Même les Eglises se tournent vers la justice : 27 groupes religieux ont porté plainte, le 11 février, pour protéger les lieux de culte du décret y autorisant les raids de la police de l’immigration. « Trump gouverne par décrets, résume Francis Fukuyama. Et il a donné à Elon Musk le pouvoir de bloquer tout financement qu’il juge illégitime, en violation directe des prérogatives du Congrès. C’est une attaque extrêmement radicale contre le système constitutionnel américain tel que nous le connaissons. »

Du respect des « arbitres ultimes »

Au cœur de ces plaintes : l’un des principes fondamentaux du droit constitutionnel américain, celui du judicial review (« processus de contrôle judiciaire »), issu de l’arrêt de la Cour suprême Marbury vs Madison de 1803, la pierre angulaire du système de checks and balances [« contrôle et contrepoids »] qui faisait depuis plus de deux cents ans la fierté des Américains. Les magistrats – ils n’étaient que six à l’époque – ont établi dans cette décision le principe selon lequel les tribunaux fédéraux sont les arbitres ultimes de la loi.
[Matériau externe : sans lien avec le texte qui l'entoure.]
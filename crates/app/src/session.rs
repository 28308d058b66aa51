//! One drawing session: the live surface, its background and the export path

use std::cell::Cell;

use drawpad_export::{DeliverySink, ExportCoordinator, ExportError, ExportResult};
use drawpad_ipc::{CoreToUi, ExportRequest, PaintCommand, Tool as ToolSelector, UiToCore};
use painting::{FrameCapture, RasterError, Rgb, SurfaceHandle, Tool};
use tracing::{debug, warn};

pub struct Session<C, S> {
    surface: SurfaceHandle,
    background: Cell<Rgb>,
    coordinator: ExportCoordinator<C, S>,
}

impl<C: FrameCapture, S: DeliverySink> Session<C, S> {
    pub fn new(surface: SurfaceHandle, coordinator: ExportCoordinator<C, S>) -> Self {
        Self {
            surface,
            background: Cell::new(Rgb::default_background()),
            coordinator,
        }
    }

    pub fn surface(&self) -> &SurfaceHandle {
        &self.surface
    }

    pub fn background(&self) -> Rgb {
        self.background.get()
    }

    /// Handle one message and produce the replies for the front end
    pub async fn dispatch(&self, message: UiToCore) -> Vec<CoreToUi> {
        match message {
            UiToCore::PaintCommand(command) => match self.paint(command).await {
                Ok(()) => Vec::new(),
                Err(e) => vec![CoreToUi::Error {
                    code: "paint".into(),
                    message: e.to_string(),
                }],
            },
            UiToCore::Export(request) => {
                vec![reply(self.export(&request).await)]
            }
            UiToCore::ExportMany { requests } => {
                match self
                    .coordinator
                    .export_many(&self.surface, self.background(), &requests)
                    .await
                {
                    Ok(results) => results.into_iter().map(reply).collect(),
                    Err(e) => vec![reply(Err(e))],
                }
            }
        }
    }

    async fn export(&self, request: &ExportRequest) -> Result<ExportResult, ExportError> {
        self.coordinator
            .export(&self.surface, self.background(), request)
            .await
    }

    async fn paint(&self, command: PaintCommand) -> Result<(), RasterError> {
        debug!("Paint command: {:?}", command);
        match command {
            PaintCommand::SetTool { tool } => {
                let tool = match tool {
                    ToolSelector::Pen => Tool::Pen,
                    ToolSelector::Eraser => Tool::Eraser,
                };
                self.surface.select_tool(tool).await
            }
            PaintCommand::SetPenColor { color } => self.surface.set_pen_color(color.parse()?).await,
            PaintCommand::SetBackgroundColor { color } => {
                self.background.set(color.parse()?);
                Ok(())
            }
            PaintCommand::Stroke { points } => {
                let region = self
                    .surface
                    .with_surface(|surface| {
                        surface
                            .stroke_mask(&points)
                            .map(|mask| surface.apply_stroke(&mask))
                    })
                    .await??;
                if region.is_none() {
                    debug!("Stroke fell outside the surface");
                }
                Ok(())
            }
            PaintCommand::Flatten => self.surface.flatten(self.background()).await,
        }
    }
}

/// Map an export outcome to its front-end reply
fn reply(outcome: Result<ExportResult, ExportError>) -> CoreToUi {
    match outcome {
        Ok(result) => match result.text() {
            Some(text) => CoreToUi::Base64Ready {
                data_uri: text.to_string(),
            },
            None => CoreToUi::Exported {
                format: result.format,
                filename: result.suggested_filename.clone(),
                mime_label: result.mime_label.to_string(),
                byte_len: result.bytes().len(),
            },
        },
        Err(ExportError::ConcurrentExportRejected) => CoreToUi::Busy,
        Err(e) => {
            warn!("Export failed: {}", e);
            CoreToUi::Error {
                code: e.code().to_string(),
                message: e.to_string(),
            }
        }
    }
}
//! Command types for IPC messages.

mod export;
mod paint;

pub use export::*;
pub use paint::*;
//! CPU drawing surface - straight-alpha RGBA8 storage

use tracing::debug;

use crate::blend::{destination_out, over_opaque, source_over};
use crate::stroke::StrokeMask;
use crate::types::{BlendMode, DrawingState, Rgb, Tool};
use crate::validation::{RasterError, validate_dimensions};

/// Affected region of a stroke as (x, y, width, height)
pub type Region = (u32, u32, u32, u32);

/// The live drawing surface.
///
/// Stores pixels as straight-alpha `[r, g, b, a]` bytes and starts fully
/// transparent, so the background color only appears at snapshot time.
#[derive(Debug, Clone)]
pub struct Surface {
    /// Surface dimensions
    pub width: u32,
    pub height: u32,
    /// Pixel data in row-major order
    pixels: Vec<[u8; 4]>,
    state: DrawingState,
}

impl Surface {
    /// Create a new surface with the given dimensions, initialized to transparent black
    pub fn new(width: u32, height: u32) -> Result<Self, RasterError> {
        validate_dimensions(width, height)?;
        let pixel_count = (width as usize) * (height as usize);
        Ok(Self {
            width,
            height,
            pixels: vec![[0, 0, 0, 0]; pixel_count],
            state: DrawingState::default(),
        })
    }

    /// Current stroke settings
    #[inline]
    pub fn state(&self) -> &DrawingState {
        &self.state
    }

    pub fn select_tool(&mut self, tool: Tool) {
        self.state.select_tool(tool);
    }

    /// Set the pen color (always opaque)
    pub fn set_pen_color(&mut self, color: Rgb) {
        self.state.color = color.opaque();
    }

    /// Set a stroke color with explicit alpha, for translucent strokes
    pub fn set_stroke_color(&mut self, color: [u8; 4]) {
        self.state.color = color;
    }

    /// Rasterize `points` with the current stroke width, clipped to this surface
    pub fn stroke_mask(&self, points: &[[f32; 2]]) -> Result<StrokeMask, RasterError> {
        StrokeMask::polyline(points, self.state.width, (self.width, self.height))
    }

    /// Clear the surface to a solid color
    pub fn clear(&mut self, color: [u8; 4]) {
        self.pixels.fill(color);
    }

    /// Get a pixel at the given coordinates
    /// Returns None if coordinates are out of bounds
    #[inline]
    pub fn get_pixel(&self, x: u32, y: u32) -> Option<[u8; 4]> {
        self.index(x, y).map(|i| self.pixels[i])
    }

    /// Set a pixel at the given coordinates
    /// Does nothing if coordinates are out of bounds
    #[inline]
    pub fn set_pixel(&mut self, x: u32, y: u32, color: [u8; 4]) {
        if let Some(i) = self.index(x, y) {
            self.pixels[i] = color;
        }
    }

    /// Blend a color onto an existing pixel with source-over compositing.
    /// `coverage` (0-255) scales the color's alpha.
    #[inline]
    pub fn blend_pixel(&mut self, x: u32, y: u32, color: [u8; 4], coverage: u8) {
        if let Some(i) = self.index(x, y) {
            self.pixels[i] = source_over(self.pixels[i], color, coverage);
        }
    }

    /// Erase a pixel by reducing its alpha by `amount` (0-255)
    #[inline]
    pub fn erase_pixel(&mut self, x: u32, y: u32, amount: u8) {
        if let Some(i) = self.index(x, y) {
            self.pixels[i] = destination_out(self.pixels[i], amount);
        }
    }

    /// Append an already-rasterized stroke using the current drawing state.
    ///
    /// Returns the affected region, or None if the mask lies completely
    /// outside the surface.
    pub fn apply_stroke(&mut self, mask: &StrokeMask) -> Option<Region> {
        let (x0, y0, x1, y1) = mask.clip_to(self.width, self.height)?;
        let state = self.state;

        for py in y0..y1 {
            for px in x0..x1 {
                let coverage = mask.coverage_at(px as i64, py as i64);
                if coverage == 0 {
                    continue;
                }
                match state.blend_mode {
                    BlendMode::Normal => self.blend_pixel(px, py, state.color, coverage),
                    BlendMode::Erase => {
                        // Eraser strength follows coverage scaled by stroke alpha
                        let amount = ((coverage as u32 * state.color[3] as u32 + 127) / 255) as u8;
                        self.erase_pixel(px, py, amount);
                    }
                }
            }
        }

        debug!(
            "Surface::apply_stroke: region=({}, {}, {}x{}), mode={:?}",
            x0,
            y0,
            x1 - x0,
            y1 - y0,
            state.blend_mode
        );
        Some((x0, y0, x1 - x0, y1 - y0))
    }

    /// Flatten the drawing onto `background` in place; every pixel becomes opaque.
    pub fn flatten(&mut self, background: Rgb) {
        for px in &mut self.pixels {
            *px = over_opaque(background, *px);
        }
        debug!("Surface::flatten onto {}", background);
    }

    /// Raw pixel bytes, row-major RGBA8
    pub fn as_bytes(&self) -> &[u8] {
        bytemuck::cast_slice(&self.pixels)
    }

    /// Get the total number of pixels
    #[inline]
    pub fn pixel_count(&self) -> usize {
        self.pixels.len()
    }

    /// Get direct access to pixel data
    #[inline]
    pub fn pixels(&self) -> &[[u8; 4]] {
        &self.pixels
    }

    #[inline]
    fn index(&self, x: u32, y: u32) -> Option<usize> {
        if x >= self.width || y >= self.height {
            return None;
        }
        Some((y as usize) * (self.width as usize) + (x as usize))
    }
}

#[cfg(test)]
mod tests {
    use super::*;

    #[test]
    fn test_new_surface() {
        let surface = Surface::new(100, 100).unwrap();
        assert_eq!(surface.width, 100);
        assert_eq!(surface.height, 100);
        assert_eq!(surface.pixel_count(), 10000);
        assert_eq!(surface.get_pixel(0, 0), Some([0, 0, 0, 0]));
    }

    #[test]
    fn test_zero_size_rejected() {
        assert!(matches!(
            Surface::new(0, 10),
            Err(RasterError::InvalidDimensions { .. })
        ));
    }

    #[test]
    fn test_get_set_pixel() {
        let mut surface = Surface::new(10, 10).unwrap();
        let color = [255, 128, 64, 255];

        surface.set_pixel(5, 5, color);
        assert_eq!(surface.get_pixel(5, 5), Some(color));

        // Out of bounds should return None
        assert_eq!(surface.get_pixel(100, 100), None);
    }

    #[test]
    fn test_blend_pixel() {
        let mut surface = Surface::new(10, 10).unwrap();
        surface.clear([255, 255, 255, 255]);

        // 50% coverage of opaque red over white
        surface.blend_pixel(5, 5, [255, 0, 0, 255], 128);

        let result = surface.get_pixel(5, 5).unwrap();
        assert_eq!(result[0], 255);
        assert!((result[1] as i32 - 127).abs() <= 1);
        assert_eq!(result[3], 255);
    }

    #[test]
    fn test_pen_stroke_paints_pen_color() {
        let mut surface = Surface::new(32, 32).unwrap();
        let mask = StrokeMask::round_dab(16.0, 16.0, 6.0, (32, 32)).unwrap();
        let region = surface.apply_stroke(&mask).unwrap();
        assert!(region.2 > 0 && region.3 > 0);
        assert_eq!(surface.get_pixel(16, 16), Some(Rgb::default_pen().opaque()));
        assert_eq!(surface.get_pixel(0, 0), Some([0, 0, 0, 0]));
    }

    #[test]
    fn test_eraser_removes_alpha() {
        let mut surface = Surface::new(32, 32).unwrap();
        surface.clear([10, 20, 30, 255]);
        surface.select_tool(Tool::Eraser);

        surface.apply_stroke(&StrokeMask::round_dab(16.0, 16.0, 8.0, (32, 32)).unwrap());

        assert_eq!(surface.get_pixel(16, 16).unwrap()[3], 0);
        assert_eq!(surface.get_pixel(0, 0), Some([10, 20, 30, 255]));
    }

    #[test]
    fn test_stroke_outside_surface() {
        let mut surface = Surface::new(8, 8).unwrap();
        let mask = StrokeMask::round_dab(-50.0, -50.0, 4.0, (8, 8)).unwrap();
        assert_eq!(surface.apply_stroke(&mask), None);
    }

    #[test]
    fn test_stroke_mask_far_off_surface() {
        let mut surface = Surface::new(64, 48).unwrap();
        let mask = surface
            .stroke_mask(&[[-1e19, 10.0], [1e19, 10.0]])
            .unwrap();
        assert!(mask.width() <= 64 && mask.height() <= 48);

        surface.apply_stroke(&mask).unwrap();
        assert_eq!(surface.get_pixel(0, 10), Some(Rgb::default_pen().opaque()));
        assert_eq!(surface.get_pixel(63, 10), Some(Rgb::default_pen().opaque()));
        assert!(surface.stroke_mask(&[[f32::NAN, 0.0]]).is_err());
    }

    #[test]
    fn test_flatten_makes_opaque() {
        let mut surface = Surface::new(4, 4).unwrap();
        surface.set_pixel(1, 1, [255, 255, 255, 255]);
        surface.flatten(Rgb::new(0, 0, 255));

        assert!(surface.pixels().iter().all(|px| px[3] == 255));
        assert_eq!(surface.get_pixel(0, 0), Some([0, 0, 255, 255]));
        assert_eq!(surface.get_pixel(1, 1), Some([255, 255, 255, 255]));
    }

    #[test]
    fn test_as_bytes() {
        let surface = Surface::new(2, 2).unwrap();
        // 4 pixels * 4 bytes
        assert_eq!(surface.as_bytes().len(), 16);
    }
}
Le président de la Cour suprême était alors John Marshall (1755-1835), le cousin de Thomas Jefferson, le troisième président des Etats-Unis. Esprit brillant, Marshall a établi le principe selon lequel, si le Congrès adopte les lois et le président les fait appliquer, il appartient « de manière catégorique au pouvoir judiciaire » de déterminer si l’un ou l’autre outrepasse ses pouvoirs. La petite histoire a retenu que les deux cousins se détestaient, ce qui avait probablement encouragé le chief justice à en remontrer au président.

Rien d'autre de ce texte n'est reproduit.